Annie ZaidiSeptember 12, 2015 | 15:18 IST

What does it mean to say that I am an Indian woman? I am a female citizen of a nation that came into being in the year 1947 AD and gave itself a Constitution in 1950 whereby I was granted the same rights as male citizens. Is that it?

For a long time, that was it. I had read in history textbooks of the struggles and sacrifices made by my countrymen, mainly between 1857 and 1947, and then India-the-colony became India, a modern nation. Later, through books and magazines, I learnt of struggles in independent India - the fight to achieve food sovereignty, various insurgencies, separatist movements and rebellions. Mainly, these battles featured our countrymen. Very few countrywomen.

Of course there was Sarojini Naidu and Rani Lakshmibai. There was Kasturba Gandhi. There were millions of mothers and sisters and wives who played supporting roles in every battle, violent or non-violent. Even so, when I thought of women, I thought of them as helpers of the cause rather than being their own cause. When I thought of them as being in conflict with the state, it was as victims of violence whose suffering instigated men to battle (or insurgency). I did not think of them as warriors.

All my reading - including poems and stories written by Indian women - did not prepare me for thinking of women as leaders both within the home and outside.

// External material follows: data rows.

#[cfg(test)]
mod tests {
    use std::{
        collections::VecDeque,
        sync::Mutex,
        time::Duration,
    };

    use async_trait::async_trait;
    use serde_json::Value;

    use super::*;
    use crate::{
        config::models::{
            GatewayConfigBuilder, GatewaySettings, RouteRuleConfig, ServiceConfig,
        },
        core::{
            breaker::{BreakerSettings, CircuitState},
            registry::ServiceRegistry,
        },
        ports::http_client::HttpClientResult,
    };

    enum MockOutcome {
        Respond {
            status: StatusCode,
            headers: Vec<(&'static str, &'static str)>,
            body: &'static str,
        },
        Fail(HttpClientError),
        Hang,
    }

    #[derive(Debug, Clone)]
    struct CapturedRequest {
        method: Method,
        uri: Uri,
        headers: HeaderMap,
        body: Bytes,
    }

    struct MockHttpClient {
        outcomes: Mutex<VecDeque<MockOutcome>>,
        captured: Mutex<Vec<CapturedRequest>>,
    }

    impl MockHttpClient {
        fn scripted(outcomes: Vec<MockOutcome>) -> Arc<Self> {
            Arc::new(Self {
                outcomes: Mutex::new(outcomes.into()),
                captured: Mutex::new(Vec::new()),
            })
        }

        fn calls(&self) -> usize {
            self.captured.lock().unwrap().len()
        }

        fn captured(&self) -> Vec<CapturedRequest> {
            self.captured.lock().unwrap().clone()
        }
    }

    #[async_trait]
    impl HttpClient for MockHttpClient {
        async fn send_request(
            &self,
            req: Request<AxumBody>,
        ) -> HttpClientResult<Response<AxumBody>> {
            let (parts, body) = req.into_parts();
            let body = body.collect().await.unwrap().to_bytes();
            self.captured.lock().unwrap().push(CapturedRequest {
                method: parts.method,
                uri: parts.uri,
                headers: parts.headers,
                body,
            });

            let outcome = self.outcomes.lock().unwrap().pop_front();
            match outcome {
                Some(MockOutcome::Respond { status, headers, body }) => {
                    let mut builder = Response::builder().status(status);
                    for (name, value) in headers {
                        builder = builder.header(name, value);
                    }
                    Ok(builder.body(AxumBody::from(body)).unwrap())
                }
                Some(MockOutcome::Fail(err)) => Err(err),
                Some(MockOutcome::Hang) => {
                    tokio::time::sleep(Duration::from_millis(200)).await;
                    Ok(Response::new(AxumBody::from("late")))
                }
                None => Ok(Response::new(AxumBody::from("ok"))),
            }
        }

        async fn health_check(&self, _url: &str, _timeout: Duration) -> HttpClientResult<bool> {
            Ok(true)
        }
    }

    fn gig_service(max_retries: u32) -> ServiceConfig {
        ServiceConfig {
            base_url: "http://gig.internal:8080".to_string(),
            timeout_ms: Some(50),
            max_retries,
            retry_delay_ms: 10,
            routes: vec![RouteRuleConfig {
                prefix: "/api/gig".to_string(),
                rewrite: Some(String::new()),
            }],
            ..Default::default()
        }
    }

    fn dispatcher_with(
        client: Arc<MockHttpClient>,
        settings: GatewaySettings,
        service: ServiceConfig,
    ) -> (HttpProxyDispatcher, Arc<BreakerRegistry>) {
        let config = GatewayConfigBuilder::default()
            .gateway(settings)
            .service("gig", service)
            .build();
        let breakers = Arc::new(BreakerRegistry::new(BreakerSettings {
            failure_threshold: config.gateway.failure_threshold,
            cooldown: Duration::from_millis(config.gateway.cooldown_ms),
        }));
        let registry = Arc::new(ServiceRegistry::from_config(&config));
        let rewriter = Arc::new(PathRewriter::new(registry));
        let dispatcher = HttpProxyDispatcher::new(
            client,
            rewriter,
            Arc::clone(&breakers),
            config.gateway.retry_after_secs,
        );
        (dispatcher, breakers)
    }

    fn get(path: &str) -> Request<AxumBody> {
        Request::builder()
            .method(Method::GET)
            .uri(path)
            .body(AxumBody::empty())
            .unwrap()
    }

    fn client_addr() -> SocketAddr {
        "203.0.113.9:4711".parse().unwrap()
    }

    async fn json_body(response: Response<AxumBody>) -> Value {
        let bytes = response.into_body().collect().await.unwrap().to_bytes();
        serde_json::from_slice(&bytes).unwrap()
    }

    #[tokio::test]
    async fn test_success_rewrites_uri_and_headers() {
        let client = MockHttpClient::scripted(vec![MockOutcome::Respond {
            status: StatusCode::OK,
            headers: vec![
                ("access-control-allow-origin", "*"),
                ("content-type", "application/json"),
            ],
            body: r#"{"items":[]}"#,
        }]);
        let (dispatcher, _) =
            dispatcher_with(Arc::clone(&client), GatewaySettings::default(), gig_service(2));

        let req = Request::builder()
            .method(Method::GET)
            .uri("/api/gig/submissions/7?page=2")
            .header("Origin", "https://app.example.com")
            .header("Connection", "keep-alive")
            .header("X-Forwarded-For", "198.51.100.7")
            .body(AxumBody::empty())
            .unwrap();
        let response = dispatcher.dispatch(req, Some(client_addr())).await;

        assert_eq!(response.status(), StatusCode::OK);
        assert_eq!(
            response.headers().get("x-gateway-service").unwrap(),
            "gig"
        );
        assert!(response.headers().contains_key("x-response-time"));
        assert!(response.headers().contains_key("x-correlation-id"));
        assert!(!response.headers().contains_key("access-control-allow-origin"));

        let captured = client.captured();
        assert_eq!(captured.len(), 1);
        let upstream = &captured[0];
        assert_eq!(
            upstream.uri.to_string(),
            "http://gig.internal:8080/submissions/7?page=2"
        );
        assert_eq!(
            upstream.headers.get("x-forwarded-for").unwrap(),
            "198.51.100.7, 203.0.113.9"
        );
        assert_eq!(upstream.headers.get("x-gateway").unwrap(), "peregrine");
        assert!(upstream.headers.contains_key("x-correlation-id"));
        assert!(!upstream.headers.contains_key("origin"));
        assert!(!upstream.headers.contains_key("connection"));
    }

    #[tokio::test]
    async fn test_client_error_passes_through_without_breaker_failure() {
        let client = MockHttpClient::scripted(vec![MockOutcome::Respond {
            status: StatusCode::NOT_FOUND,
            headers: vec![],
            body: "missing",
        }]);
        let (dispatcher, breakers) =
            dispatcher_with(Arc::clone(&client), GatewaySettings::default(), gig_service(2));

        let response = dispatcher.dispatch(get("/api/gig/nope"), Some(client_addr())).await;

        assert_eq!(response.status(), StatusCode::NOT_FOUND);
        assert_eq!(client.calls(), 1); // 4xx is definitive, no retry

        let breaker = breakers.get_or_create("gig").await;
        assert_eq!(breaker.state(), CircuitState::Closed);
        assert_eq!(breaker.failure_count(), 0);
    }

    #[tokio::test]
    async fn test_upstream_5xx_passes_through_and_counts_failure() {
        let client = MockHttpClient::scripted(vec![MockOutcome::Respond {
            status: StatusCode::SERVICE_UNAVAILABLE,
            headers: vec![("content-type", "text/plain")],
            body: "backend down",
        }]);
        let (dispatcher, breakers) =
            dispatcher_with(Arc::clone(&client), GatewaySettings::default(), gig_service(3));

        let response = dispatcher.dispatch(get("/api/gig/list"), Some(client_addr())).await;

        // Original status and body, not the gateway's JSON shape.
        assert_eq!(response.status(), StatusCode::SERVICE_UNAVAILABLE);
        let bytes = response.into_body().collect().await.unwrap().to_bytes();
        assert_eq!(&bytes[..], b"backend down");

        assert_eq!(client.calls(), 1); // a definitive answer is not retried
        let breaker = breakers.get_or_create("gig").await;
        assert_eq!(breaker.failure_count(), 1);
    }

    #[tokio::test]
    async fn test_connection_refused_exhausts_retries_then_503() {
        let client = MockHttpClient::scripted(vec![
            MockOutcome::Fail(HttpClientError::Connection("refused".into())),
            MockOutcome::Fail(HttpClientError::Connection("refused".into())),
            MockOutcome::Fail(HttpClientError::Connection("refused".into())),
        ]);
        let (dispatcher, _) =
            dispatcher_with(Arc::clone(&client), GatewaySettings::default(), gig_service(2));

        let response = dispatcher.dispatch(get("/api/gig/list"), Some(client_addr())).await;

        assert_eq!(response.status(), StatusCode::SERVICE_UNAVAILABLE);
        assert_eq!(response.headers().get(header::RETRY_AFTER).unwrap(), "30");
        assert_eq!(client.calls(), 3); // 1 initial + 2 retries

        let body = json_body(response).await;
        assert_eq!(body["error"], "Service Unavailable");
        assert_eq!(body["code"], "SERVICE_UNAVAILABLE_AFTER_RETRIES");
        assert_eq!(body["retryAfter"], 30);
    }

    #[tokio::test]
    async fn test_connection_refused_without_retry_budget_is_plain_unavailable() {
        let client = MockHttpClient::scripted(vec![MockOutcome::Fail(
            HttpClientError::Connection("refused".into()),
        )]);
        let (dispatcher, _) =
            dispatcher_with(Arc::clone(&client), GatewaySettings::default(), gig_service(0));

        let response = dispatcher.dispatch(get("/api/gig/list"), Some(client_addr())).await;

        assert_eq!(response.status(), StatusCode::SERVICE_UNAVAILABLE);
        assert_eq!(client.calls(), 1);
        let body = json_body(response).await;
        assert_eq!(body["code"], "SERVICE_UNAVAILABLE");
    }

    #[tokio::test]
    async fn test_attempt_timeout_maps_to_gateway_timeout() {
        // The mock hangs past the 50ms service timeout.
        let client = MockHttpClient::scripted(vec![MockOutcome::Hang]);
        let (dispatcher, breakers) =
            dispatcher_with(Arc::clone(&client), GatewaySettings::default(), gig_service(0));

        let response = dispatcher.dispatch(get("/api/gig/list"), Some(client_addr())).await;

        assert_eq!(response.status(), StatusCode::GATEWAY_TIMEOUT);
        let body = json_body(response).await;
        assert_eq!(body["error"], "Gateway Timeout");
        assert_eq!(body["code"], "GATEWAY_TIMEOUT");

        let breaker = breakers.get_or_create("gig").await;
        assert_eq!(breaker.failure_count(), 1);
    }

    #[tokio::test]
    async fn test_connection_reset_maps_to_gateway_timeout() {
        let client = MockHttpClient::scripted(vec![MockOutcome::Fail(
            HttpClientError::Reset("socket hang up".into()),
        )]);
        let (dispatcher, _) =
            dispatcher_with(Arc::clone(&client), GatewaySettings::default(), gig_service(0));

        let response = dispatcher.dispatch(get("/api/gig/list"), Some(client_addr())).await;

        assert_eq!(response.status(), StatusCode::GATEWAY_TIMEOUT);
        let body = json_body(response).await;
        assert_eq!(body["code"], "GATEWAY_TIMEOUT");
    }

    #[tokio::test]
    async fn test_unresolved_path_is_configuration_error() {
        let client = MockHttpClient::scripted(vec![]);
        let (dispatcher, _) =
            dispatcher_with(Arc::clone(&client), GatewaySettings::default(), gig_service(2));

        let response = dispatcher
            .dispatch(get("/api/unknown/thing"), Some(client_addr()))
            .await;

        assert_eq!(response.status(), StatusCode::INTERNAL_SERVER_ERROR);
        assert_eq!(client.calls(), 0);
        let body = json_body(response).await;
        assert_eq!(body["error"], "Internal Server Error");
        assert_eq!(body["code"], "SERVICE_NOT_CONFIGURED");
    }

    #[tokio::test]
    async fn test_open_breaker_fails_fast_with_circuit_code() {
        let client = MockHttpClient::scripted(vec![MockOutcome::Fail(
            HttpClientError::Connection("refused".into()),
        )]);
        let settings = GatewaySettings {
            failure_threshold: 1,
            ..Default::default()
        };
        let (dispatcher, _) = dispatcher_with(Arc::clone(&client), settings, gig_service(0));

        let first = dispatcher.dispatch(get("/api/gig/list"), Some(client_addr())).await;
        assert_eq!(first.status(), StatusCode::SERVICE_UNAVAILABLE);

        let second = dispatcher.dispatch(get("/api/gig/list"), Some(client_addr())).await;
        assert_eq!(second.status(), StatusCode::SERVICE_UNAVAILABLE);
        // The second call never reached the network.
        assert_eq!(client.calls(), 1);

        let body = json_body(second).await;
        assert_eq!(body["code"], "CIRCUIT_BREAKER_OPEN");
        let retry_after = body["retryAfter"].as_u64().unwrap();
        assert!((1..=60).contains(&retry_after), "retryAfter {retry_after}");
    }

    #[tokio::test]
    async fn test_body_replayed_across_retries() {
        let client = MockHttpClient::scripted(vec![MockOutcome::Fail(
            HttpClientError::Connection("refused".into()),
        )]);
        let (dispatcher, _) =
            dispatcher_with(Arc::clone(&client), GatewaySettings::default(), gig_service(1));

        let req = Request::builder()
            .method(Method::POST)
            .uri("/api/gig")
            .header("content-type", "application/json")
            .body(AxumBody::from(r#"{"title":"mix"}"#))
            .unwrap();
        let response = dispatcher.dispatch(req, Some(client_addr())).await;
        assert_eq!(response.status(), StatusCode::OK);

        let captured = client.captured();
        assert_eq!(captured.len(), 2);
        for upstream in &captured {
            assert_eq!(&upstream.body[..], br#"{"title":"mix"}"#);
            assert_eq!(
                upstream.headers.get(header::CONTENT_LENGTH).unwrap(),
                &HeaderValue::from(upstream.body.len())
            );
        }
        // Empty remainder normalizes to "/".
        assert_eq!(captured[0].uri.path(), "/");
    }

    #[tokio::test]
    async fn test_inbound_correlation_id_is_reused() {
        let client = MockHttpClient::scripted(vec![]);
        let (dispatcher, _) =
            dispatcher_with(Arc::clone(&client), GatewaySettings::default(), gig_service(0));

        let req = Request::builder()
            .method(Method::GET)
            .uri("/api/gig/list")
            .header("X-Correlation-Id", "req-12345")
            .body(AxumBody::empty())
            .unwrap();
        let response = dispatcher.dispatch(req, Some(client_addr())).await;

        assert_eq!(
            response.headers().get("x-correlation-id").unwrap(),
            "req-12345"
        );
        let captured = client.captured();
        assert_eq!(
            captured[0].headers.get("x-correlation-id").unwrap(),
            "req-12345"
        );
    }
}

I did not think of them as each others' comrades and saviours. I did not see that they wrought change, wrested change, laid down the path on which we walk now. Not until I began to read women's memoirs and historical novels that were thinly guised accounts of the lives of actual women.

While reading towards Unbound: 2,000 Years of Indian Women's Writing, I discovered books such as Rassundari Devi's Amar Jiban (published in Words to Win), Manikuntala Sen's In Search of Freedom: An Unfinished Journey, Joya Mitra's Killing Days, and Nirupama Borgohain's biographical novel, Abhijatri, about the Assamese activist-writer Chandraprabha Saikiani.

Rassundari Devi's struggle was an ordinary one on the face of it: learning to read and write. She had even been allowed a brief acquaintance with a schoolroom in early childhood. But she was married while she was still a child and then she became a mother. Although she was not married into a poor family, she still had to do much of the housework, then more and more children followed. Even if she managed to snatch a few minutes of time, she was frightened of being seen with a piece of paper. Women who showed any interest in literacy were frowned upon. As she put it: "One was entirely in bondage and my fears were great."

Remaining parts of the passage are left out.